Als de kiezer wel kan bepalen of het beleid werkelijk goed was, heeft het herverkiezingmotief ook invloed op de keuzes die politici maken.
De machtslust moet dan wel groot zijn, anders heeft de extra informatie geen invloed. Doordat kiezers kunnen bepalen of het gevoerde
beleid al dan niet goed was, gaat de politicus in de eerste periode vaker het goede beleid voeren.

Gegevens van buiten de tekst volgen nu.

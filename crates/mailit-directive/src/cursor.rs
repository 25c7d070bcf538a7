//! Bounded line reader over an in-memory buffer.

use crate::config::LineEnding;
use crate::error::{ParseError, Result};
use crate::field::Field;

/// Maximum header line length in bytes, terminator included.
pub const MAX_LINE_LENGTH: usize = 1024;

/// Read-only cursor handing out header lines and then the body.
#[derive(Debug, Clone)]
pub struct LineCursor<'a> {
    input: &'a [u8],
    pos: usize,
    line_ending: LineEnding,
}

impl<'a> LineCursor<'a> {
    /// Creates a cursor at the start of `input`.
    #[must_use]
    pub const fn new(input: &'a [u8], line_ending: LineEnding) -> Self {
        Self {
            input,
            pos: 0,
            line_ending,
        }
    }

    /// Reads the next terminated line for `field`.
    ///
    /// The returned slice excludes the terminator (and, for
    /// [`LineEnding::Lf`], a trailing `\r`).
    ///
    /// # Errors
    ///
    /// Returns [`ParseError::LineTooLong`] if no terminator appears within
    /// [`MAX_LINE_LENGTH`] bytes, or [`ParseError::UnexpectedEof`] if the input
    /// ends first.
    pub fn next_line(&mut self, field: Field) -> Result<&'a [u8]> {
        let rest = &self.input[self.pos..];
        let window = &rest[..rest.len().min(MAX_LINE_LENGTH)];
        let terminator = self.line_ending.terminator();

        let Some(end) = window.iter().position(|&b| b == terminator) else {
            return Err(if rest.len() >= MAX_LINE_LENGTH {
                ParseError::LineTooLong {
                    field,
                    max: MAX_LINE_LENGTH,
                }
            } else {
                ParseError::UnexpectedEof(field)
            });
        };

        self.pos += end + 1;
        Ok(self.line_ending.trim(&rest[..end]))
    }

    /// Consumes and returns everything after the current position.
    pub fn remainder(&mut self) -> &'a [u8] {
        let rest = &self.input[self.pos..];
        self.pos = self.input.len();
        rest
    }
}

#[cfg(test)]
#[allow(
    clippy::unwrap_used,
    clippy::redundant_clone,
    clippy::manual_string_new,
    clippy::needless_collect,
    clippy::unreadable_literal,
    clippy::used_underscore_items,
    clippy::similar_names
)]
mod tests {
    use super::*;

    #[test]
    fn test_reads_lf_lines() {
        let mut cursor = LineCursor::new(b"one\ntwo\n", LineEnding::Lf);
        assert_eq!(cursor.next_line(Field::To).unwrap(), b"one");
        assert_eq!(cursor.next_line(Field::Cc).unwrap(), b"two");
        assert_eq!(cursor.remainder(), b"");
    }

    #[test]
    fn test_strips_cr_before_lf() {
        let mut cursor = LineCursor::new(b"one\r\nrest", LineEnding::Lf);
        assert_eq!(cursor.next_line(Field::To).unwrap(), b"one");
        assert_eq!(cursor.remainder(), b"rest");
    }

    #[test]
    fn test_reads_cr_lines() {
        let mut cursor = LineCursor::new(b"one\rtwo\r\nrest", LineEnding::Cr);
        assert_eq!(cursor.next_line(Field::To).unwrap(), b"one");
        assert_eq!(cursor.next_line(Field::Cc).unwrap(), b"two");
        assert_eq!(cursor.remainder(), b"\nrest");
    }

    #[test]
    fn test_empty_line() {
        let mut cursor = LineCursor::new(b"\n", LineEnding::Lf);
        assert_eq!(cursor.next_line(Field::Subject).unwrap(), b"");
    }

    #[test]
    fn test_eof_without_terminator() {
        let mut cursor = LineCursor::new(b"TO: a@x", LineEnding::Lf);
        let err = cursor.next_line(Field::To).unwrap_err();
        assert!(matches!(err, ParseError::UnexpectedEof(Field::To)));
    }

    #[test]
    fn test_eof_on_empty_input() {
        let mut cursor = LineCursor::new(b"", LineEnding::Lf);
        assert!(matches!(
            cursor.next_line(Field::From),
            Err(ParseError::UnexpectedEof(Field::From))
        ));
    }

    #[test]
    fn test_line_too_long() {
        let input = vec![b'a'; MAX_LINE_LENGTH + 1];
        let mut cursor = LineCursor::new(&input, LineEnding::Lf);
        assert!(matches!(
            cursor.next_line(Field::To),
            Err(ParseError::LineTooLong { field: Field::To, max: MAX_LINE_LENGTH })
        ));
    }

    #[test]
    fn test_longest_accepted_line() {
        let mut input = vec![b'a'; MAX_LINE_LENGTH - 1];
        input.push(b'\n');
        let mut cursor = LineCursor::new(&input, LineEnding::Lf);
        assert_eq!(cursor.next_line(Field::To).unwrap().len(), MAX_LINE_LENGTH - 1);
    }

    #[test]
    fn test_terminator_just_past_limit() {
        let mut input = vec![b'a'; MAX_LINE_LENGTH];
        input.push(b'\n');
        let mut cursor = LineCursor::new(&input, LineEnding::Lf);
        assert!(matches!(
            cursor.next_line(Field::To),
            Err(ParseError::LineTooLong { .. })
        ));
    }

    #[test]
    fn test_failed_read_does_not_advance() {
        let mut cursor = LineCursor::new(b"partial", LineEnding::Lf);
        assert!(cursor.next_line(Field::To).is_err());
        assert_eq!(cursor.remainder(), b"partial");
    }
}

Wanneer moet een minister nu verantwoordelijk worden gesteld en wanneer niet? Bij ingewikkelde zaken is het beter een bureaucraat aan
te stellen (de risico’s van genetisch gemanipuleerd voedsel) en voor ethische vragen is een politicus of een referendum te prefereren
(abortus). Echter, zowel het referendum als de politicus zijn geneigd de belangen van minderheden onvoldoende mee te wegen. Als die
belangen relatief groot zijn (het recht op homoseksuele contacten), is de rechter de betere beslisser.

Richard Nahuis

Literatuur
Interdepartementaal Beleidsonderzoek (2003-2004) Een herkenbare staat: investeren in de overheid. Rapport van de werkgroep
Verzelfstandigde Organisaties op Rijksniveau, nr. 1.
Tirole, J. & E. Maskin (2004) The Politician and The Judge: Accountability in Government. American Economic Review, 94, 4, september.